What a beautiful Columbus Day weekend we've had. I enjoyed the annual Warwick Art Show and Sale at the Warwick Town Hall spearheaded by Tom Wyatt and a group of energetic artists from the Warwick Art Council. Each year brings new depth, creativity and quality to the show. I'm always awed and impressed by the cleverness and diversity of media displayed. Undoubtedly, talent is overflowing in Warwick and surrounding communities.
This year, several young adults who have grown up along with the Art Show of 22 years, offered unique and interesting pieces. They featured select photographs, watercolors, and sculptures, along with other hand crafted and creative items reflecting their individual personalities. Other members of the community displayed captivating and whimsical works that each year reveal a different aspect of their colorful artwork. Puppeteer Nicol Wander always comes up with a clever presentation of puppets or colorful characters that bring a smile.
The Friday night artists' reception was an especially pleasurable event that brought together artisans and supportive community members all mingling together. Two visitors from New York City purchased a watercolor of the picturesque Bridge of Flowers from local artist Lucille Kumstis. The next morning I met them again at a breakfast and they spoke highly of the artwork and its fine details. During the art reception, home baked delicacies were enjoyed, and Beth Gilgun's lovely dishes and crystal glasses always complement the food and homey ambiance of the evening.
On Saturday and Sunday volunteers manned the welcoming table during the weekend event. While there I met a fellow from Arlington, who spoke to me of his goal of driving through every town in Massachusetts and stopping for brief periods to take photographs of something that "made that particular place special." He then posts it on his personal blog. I pointed out several places of interest along with the eye catching fountain spewing out spring water next to the library, and the white, handmade directional sign indicating nearby towns and distances from Warwick.
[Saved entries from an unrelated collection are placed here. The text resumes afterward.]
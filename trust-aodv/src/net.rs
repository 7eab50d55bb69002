//! # Network Module.
//!
//! Contracts of the collaborators the engine runs on: the IPv4 layer, the
//! simulation clock and the random source.

use crate::{
	packet::{Ipv4Header, Packet},
	route::Ipv4Route,
};
use rand::{rngs::StdRng, Rng, SeedableRng};
use std::{cell::Cell, net::Ipv4Addr, rc::Rc, time::Duration};

/// Identifier of a network device.
#[derive(Clone, Copy, Debug, PartialEq, Eq, Hash, PartialOrd, Ord)]
pub struct DeviceId(pub u32);

/// Address assigned to an interface.
#[derive(Clone, Copy, Debug, PartialEq, Eq, Hash)]
pub struct InterfaceAddress {
	/// Local unicast address.
	pub local: Ipv4Addr,
	/// Subnet broadcast address.
	pub broadcast: Ipv4Addr,
}

impl InterfaceAddress {
	/// Builds the address of `local` inside a subnet of `prefix_len` bits.
	pub fn new(local: Ipv4Addr, prefix_len: u8) -> Self {
		let mask = u32::MAX.checked_shl(32 - u32::from(prefix_len.min(32))).unwrap_or(0);
		let broadcast = Ipv4Addr::from(u32::from(local) | !mask);
		Self { local, broadcast }
	}
}

/// The network-layer object a routing protocol is installed on.
pub trait Ipv4Stack {
	/// Interface index bound to a device.
	fn interface_for_device(&self, device: DeviceId) -> Option<u32>;
	/// Interface index owning an address.
	fn interface_for_address(&self, address: Ipv4Addr) -> Option<u32>;
	/// The `index`-th address of an interface.
	fn address(&self, interface: u32, index: u32) -> Option<InterfaceAddress>;
	/// Whether the interface forwards packets.
	fn is_forwarding(&self, interface: u32) -> bool;
	/// Enables or disables forwarding on an interface.
	fn set_forwarding(&mut self, interface: u32, forwarding: bool);
	/// Hands a packet to the link layer along a route.
	fn unicast_forward(&mut self, route: &Ipv4Route, packet: Packet, header: Ipv4Header);
	/// Delivers a packet to the local host.
	fn local_deliver(&mut self, packet: Packet, header: Ipv4Header, interface: u32);
}

/// Source of the current simulation time.
pub trait Clock {
	/// Time elapsed since the start of the run.
	fn now(&self) -> Duration;
}

/// Manually advanced clock, shared by cloning.
#[derive(Clone, Debug, Default)]
pub struct VirtualClock {
	now: Rc<Cell<Duration>>,
}

impl VirtualClock {
	/// Creates a clock at time zero.
	pub fn new() -> Self {
		Self::default()
	}

	/// Moves the clock forward.
	pub fn advance(&self, by: Duration) {
		self.now.set(self.now.get() + by);
	}
}

impl Clock for VirtualClock {
	fn now(&self) -> Duration {
		self.now.get()
	}
}

/// Uniform random draws used by the selfish-behaviour simulation.
pub trait RandomSource {
	/// Draws uniformly from `[min, max)`.
	fn uniform(&mut self, min: f64, max: f64) -> f64;
}

/// Random source seeded once per run.
#[derive(Clone, Debug)]
pub struct SeededRandom {
	rng: StdRng,
}

impl SeededRandom {
	/// Creates a source from a seed.
	pub fn from_seed(seed: u64) -> Self {
		Self { rng: StdRng::seed_from_u64(seed) }
	}
}

impl RandomSource for SeededRandom {
	fn uniform(&mut self, min: f64, max: f64) -> f64 {
		if min >= max {
			return min;
		}
		self.rng.gen_range(min..max)
	}
}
I welcomed him to the Art Show where he was drawn to several distinctive pieces. The visitor was quite impressed that a little rural town such as Warwick had so many fine artists putting out interesting and exceptional work. One in particular, a full sized, steel Matador and Bull, crafted by Forest Stone, captivated his attention. Forest had grown up here in Warwick and graduated from the Boston College of Art and Sculpture, and recently moved to Maine.
Artist Betsy Alkins' plaster of Paris sculpture, "Mz. Ter Jones" was a conversational centerpiece that drew visitors to reflect on the sculpture and its meaning. I enjoyed passing on small details that Betsy had told to me about Mz. Ter Jones, and the sculptured critters that surrounded her.
As I was leaving on Saturday, I noticed three out-of-townees posing for pictures in front of the colorful village common. I offered to take their photos all together, and invited them to tour the Art Show and enjoy a cup of fresh cider. As I was heading to my car I neglected to ask where they were from, but offered tidbits of information about our town, the Warwick Inn, the town hall, etc. The woman in the group translated to her Japanese companion each word I said. What fun it was to briefly meet visitors from various out of town locations who appreciated the quiet beauty of our region, instead of a past negative focus and misinformation that's been expressed about our region.
Enjoy autumn. It's my favorite season. And, it would be so nice if winter looked upon us kindly once again.